- _Task details_
Reproduce the data below word for word.

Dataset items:

——————————

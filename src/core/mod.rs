//! Core functionality of the SDN mitigation controller.
//!
//! This module contains the learning switch, the port statistics pipeline,
//! the mitigation engine and the controller lifecycle that ties them together.

pub mod controller;
pub mod device_registry;
pub mod dispatcher;
pub mod error;
pub mod flow_installer;
pub mod forwarding;
pub mod mitigation;
pub mod monitoring;
pub mod port_stats;
pub mod state;
pub mod throughput;
pub mod watchlist;

pub use controller::Controller;
pub use device_registry::{Device, DeviceInfo, DeviceRegistry};
pub use dispatcher::{EventDispatcher, EventHandler};
pub use error::ControllerError;
pub use flow_installer::FlowInstaller;
pub use forwarding::{ForwardingDecision, ForwardingTable, LearningSwitch};
pub use mitigation::{dynamic_threshold, BlockState, BlockTable, CycleReport, MitigationEngine, PortState};
pub use monitoring::{Monitoring, PollReport, SampleLog};
pub use port_stats::{PortSample, PortSampleRecord, PortStatsStore, SampleUpdate};
pub use state::ControllerState;
pub use throughput::{compute_throughput, ThroughputCalculator};
pub use watchlist::Watchlist;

——————————

- _Answer_
filename src/core/mod.rs
//! Core functionality of the SDN mitigation controller.
//!
//! This module contains the learning switch, the port statistics pipeline,
//! the mitigation engine and the controller lifecycle that ties them together.

pub mod controller;
pub mod device_registry;
pub mod dispatcher;
pub mod error;
pub mod flow_installer;
pub mod forwarding;
pub mod mitigation;
pub mod monitoring;
pub mod port_stats;
pub mod state;
pub mod throughput;
pub mod watchlist;

pub use controller::Controller;
pub use device_registry::{Device, DeviceInfo, DeviceRegistry};
pub use dispatcher::{EventDispatcher, EventHandler};
pub use error::ControllerError;
pub use flow_installer::FlowInstaller;
pub use forwarding::{ForwardingDecision, ForwardingTable, LearningSwitch};
pub use mitigation::{dynamic_threshold, BlockState, BlockTable, CycleReport, MitigationEngine, PortState};
pub use monitoring::{Monitoring, PollReport, SampleLog};
pub use port_stats::{PortSample, PortSampleRecord, PortStatsStore, SampleUpdate};
pub use state::ControllerState;
pub use throughput::{compute_throughput, ThroughputCalculator};
pub use watchlist::Watchlist;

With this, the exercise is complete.